"Transporter" les données pour mieux les classer

Publié par Redbran le 12/08/2017 à 00:00
Source et illustrations: CNRS INS2I
...
Restez toujours informé: suivez-nous sur Google Actualités (icone ☆)

International Conference on Machine Learning (ICML) est une des conférences de référence sur l'apprentissage, outil essentiel pour l'analyse efficace d'un grand volume de données. L'opportunité de découvrir des exemples de ce domaine très visible actuellement. Dans ce premier focus, des chercheurs ont développé une nouvelle méthode pour créer des groupes dans des données en exploitant toute la richesse d'un outil mathématique appelé transport optimal.

Dans le domaine de l'apprentissage non supervisée, où les données ne sont pas "étiquetées" par des humains pour les définir, un champ de recherche concerne la classification des données, pour pouvoir créer automatiquement des groupes qui fassent du sens. La classification simple cherche à créer des groupes d'individus qui partagent des caractéristiques proches. La classification croisée (ou co-clustering) effectue la même démarche pour les individus mais aussi pour les caractéristiques qui les définissent (appelées variables). Dans l'exemple ci-dessous, les individus seraient uniquement regroupés en fonction de leur genre ou autres variables, mais on pourrait voir également apparaître des corrélations entre différentes caractéristiques: les personnes brunes ont plus souvent les yeux marrons, les personnes de grande taille ont un poids plus élevé...

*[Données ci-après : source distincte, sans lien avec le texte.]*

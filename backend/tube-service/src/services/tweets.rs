/// Tweet service - short text posts
use crate::db::tweet_repo;
use crate::error::{AppError, Result};
use crate::middleware::ensure_owner;
use crate::models::{Tweet, TweetView};
use sqlx::PgPool;
use uuid::Uuid;

pub struct TweetService {
    pool: PgPool,
}

impl TweetService {
    pub fn new(pool: PgPool) -> Self {
        Self { pool }
    }

    pub async fn create_tweet(&self, owner_id: Uuid, content: &str) -> Result<Tweet> {
        Ok(tweet_repo::insert_tweet(&self.pool, owner_id, content).await?)
    }

    pub async fn user_tweets(&self, user_id: Uuid) -> Result<Vec<TweetView>> {
        let tweets = tweet_repo::list_for_owner(&self.pool, user_id).await?;
        if tweets.is_empty() {
            return Err(AppError::NotFound("No tweets found for this user".to_string()));
        }
        Ok(tweets)
    }

    pub async fn update_tweet(&self, user_id: Uuid, tweet_id: Uuid, content: &str) -> Result<Tweet> {
        self.owned_tweet(user_id, tweet_id, "Unauthorized to update this tweet")
            .await?;

        tweet_repo::update_content(&self.pool, tweet_id, content)
            .await?
            .ok_or_else(|| AppError::NotFound("Tweet not found".to_string()))
    }

    pub async fn delete_tweet(&self, user_id: Uuid, tweet_id: Uuid) -> Result<()> {
        self.owned_tweet(user_id, tweet_id, "Unauthorized to delete this tweet")
            .await?;

        if !tweet_repo::delete_tweet(&self.pool, tweet_id).await? {
            return Err(AppError::NotFound("Tweet not found".to_string()));
        }
        Ok(())
    }

    async fn owned_tweet(&self, user_id: Uuid, tweet_id: Uuid, denied: &str) -> Result<Tweet> {
        let tweet = tweet_repo::find_tweet(&self.pool, tweet_id)
            .await?
            .ok_or_else(|| AppError::NotFound("Tweet not found".to_string()))?;

        ensure_owner(user_id, tweet.owner_id, denied)?;
        Ok(tweet)
    }
}
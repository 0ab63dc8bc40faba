/// Like handlers - toggles on videos, comments and tweets
use crate::error::Result;
use crate::middleware::UserId;
use crate::models::{LikeKind, LikeTarget, ToggleOutcome};
use crate::response::ApiResponse;
use crate::services::LikeService;
use crate::validation::parse_id;
use actix_web::{web, HttpResponse};
use sqlx::PgPool;

async fn toggle(pool: &PgPool, user_id: UserId, kind: LikeKind, raw_id: &str) -> Result<HttpResponse> {
    let id = parse_id(raw_id, kind.as_str())?;
    let target = LikeTarget { kind, id };

    let outcome = LikeService::new(pool.clone()).toggle(user_id.0, target).await?;

    Ok(match outcome {
        ToggleOutcome::Created(like) => {
            ApiResponse::created(like, format!("{} liked successfully", kind.label()))
        }
        ToggleOutcome::Removed => {
            ApiResponse::ok(None::<()>, format!("{} unliked successfully", kind.label()))
        }
    })
}

/// POST /api/v1/likes/toggle/v/{videoId}
#[utoipa::path(
    post,
    path = "/api/v1/likes/toggle/v/{videoId}",
    tag = "likes",
    params(("videoId" = String, Path, description = "Video id")),
    responses(
        (status = 201, description = "Video liked"),
        (status = 200, description = "Video unliked"),
        (status = 404, description = "Video not found"),
        (status = 401, description = "Missing or invalid bearer token")
    ),
    security(("bearer_auth" = []))
)]
pub async fn toggle_video_like(
    pool: web::Data<PgPool>,
    path: web::Path<String>,
    user_id: UserId,
) -> Result<HttpResponse> {
    toggle(&pool, user_id, LikeKind::Video, &path).await
}

/// POST /api/v1/likes/toggle/c/{commentId}
#[utoipa::path(
    post,
    path = "/api/v1/likes/toggle/c/{commentId}",
    tag = "likes",
    params(("commentId" = String, Path, description = "Comment id")),
    responses(
        (status = 201, description = "Comment liked"),
        (status = 200, description = "Comment unliked"),
        (status = 404, description = "Comment not found"),
        (status = 401, description = "Missing or invalid bearer token")
    ),
    security(("bearer_auth" = []))
)]
pub async fn toggle_comment_like(
    pool: web::Data<PgPool>,
    path: web::Path<String>,
    user_id: UserId,
) -> Result<HttpResponse> {
    toggle(&pool, user_id, LikeKind::Comment, &path).await
}

/// POST /api/v1/likes/toggle/t/{tweetId}
#[utoipa::path(
    post,
    path = "/api/v1/likes/toggle/t/{tweetId}",
    tag = "likes",
    params(("tweetId" = String, Path, description = "Tweet id")),
    responses(
        (status = 201, description = "Tweet liked"),
        (status = 200, description = "Tweet unliked"),
        (status = 404, description = "Tweet not found"),
        (status = 401, description = "Missing or invalid bearer token")
    ),
    security(("bearer_auth" = []))
)]
pub async fn toggle_tweet_like(
    pool: web::Data<PgPool>,
    path: web::Path<String>,
    user_id: UserId,
) -> Result<HttpResponse> {
    toggle(&pool, user_id, LikeKind::Tweet, &path).await
}

/// GET /api/v1/likes/videos
#[utoipa::path(
    get,
    path = "/api/v1/likes/videos",
    tag = "likes",
    responses(
        (status = 200, description = "Videos liked by the caller"),
        (status = 404, description = "No liked videos"),
        (status = 401, description = "Missing or invalid bearer token")
    ),
    security(("bearer_auth" = []))
)]
pub async fn get_liked_videos(pool: web::Data<PgPool>, user_id: UserId) -> Result<HttpResponse> {
    let liked = LikeService::new(pool.get_ref().clone())
        .liked_videos(user_id.0)
        .await?;

    Ok(ApiResponse::ok(liked, "Liked videos retrieved successfully"))
}
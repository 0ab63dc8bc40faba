use crate::models::VideoDetails;
use chrono::{DateTime, Utc};
use serde::Serialize;
use sqlx::FromRow;
use uuid::Uuid;

/// What a like points at. Stored as the `like_target_kind` enum.
#[derive(Debug, Clone, Copy, PartialEq, Eq, Serialize, sqlx::Type, utoipa::ToSchema)]
#[sqlx(type_name = "like_target_kind", rename_all = "lowercase")]
#[serde(rename_all = "lowercase")]
pub enum LikeKind {
    Video,
    Comment,
    Tweet,
}

impl LikeKind {
    pub fn as_str(&self) -> &'static str {
        match self {
            LikeKind::Video => "video",
            LikeKind::Comment => "comment",
            LikeKind::Tweet => "tweet",
        }
    }

    /// Capitalised name for response messages.
    pub fn label(&self) -> &'static str {
        match self {
            LikeKind::Video => "Video",
            LikeKind::Comment => "Comment",
            LikeKind::Tweet => "Tweet",
        }
    }
}

/// Exactly one liked entity.
#[derive(Debug, Clone, Copy, PartialEq, Eq)]
pub struct LikeTarget {
    pub kind: LikeKind,
    pub id: Uuid,
}

impl LikeTarget {
    pub fn video(id: Uuid) -> Self {
        Self {
            kind: LikeKind::Video,
            id,
        }
    }

    pub fn comment(id: Uuid) -> Self {
        Self {
            kind: LikeKind::Comment,
            id,
        }
    }

    pub fn tweet(id: Uuid) -> Self {
        Self {
            kind: LikeKind::Tweet,
            id,
        }
    }
}

#[derive(Debug, Clone, Serialize, FromRow, utoipa::ToSchema)]
#[serde(rename_all = "camelCase")]
pub struct Like {
    pub id: Uuid,
    pub liked_by: Uuid,
    pub target_kind: LikeKind,
    pub target_id: Uuid,
    pub created_at: DateTime<Utc>,
    pub updated_at: DateTime<Utc>,
}

/// Result of flipping a like or subscription.
#[derive(Debug, Clone, PartialEq)]
pub enum ToggleOutcome<T> {
    Created(T),
    Removed,
}

impl<T> ToggleOutcome<T> {
    pub fn metric_label(&self) -> &'static str {
        match self {
            ToggleOutcome::Created(_) => "created",
            ToggleOutcome::Removed => "removed",
        }
    }
}

#[derive(Debug, Clone, Serialize, FromRow)]
#[serde(rename_all = "camelCase")]
pub struct LikedVideo {
    #[sqlx(flatten)]
    #[serde(flatten)]
    pub video: VideoDetails,
    pub liked_at: DateTime<Utc>,
}

#[derive(Debug, Serialize)]
#[serde(rename_all = "camelCase")]
pub struct LikedVideos {
    pub liked_by: Uuid,
    pub total_videos: usize,
    pub videos: Vec<LikedVideo>,
}

#[cfg(test)]
mod tests {
    use super::*;

    #[test]
    fn targets_carry_their_kind() {
        let id = Uuid::new_v4();
        assert_eq!(LikeTarget::video(id).kind, LikeKind::Video);
        assert_eq!(LikeTarget::comment(id).kind.as_str(), "comment");
        assert_eq!(LikeTarget::tweet(id).kind.label(), "Tweet");
    }

    #[test]
    fn kind_serializes_lowercase() {
        assert_eq!(serde_json::to_value(LikeKind::Tweet).unwrap(), "tweet");
    }
}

En réorganisant les données dans un tableau (ou matrice) qui décrit les individus et leurs différentes variables, les algorithmes de classification croisée visent à créer des blocs homogènes. Ces blocs, appelés aussi co-clusters, peuvent être considérés comme des sous-ensembles de la matrice de données. Cet outil d'interprétation des groupes permet ainsi de faire ressortir des informations pertinentes sur des individus mais aussi sur des variables qui ont des comportements proches.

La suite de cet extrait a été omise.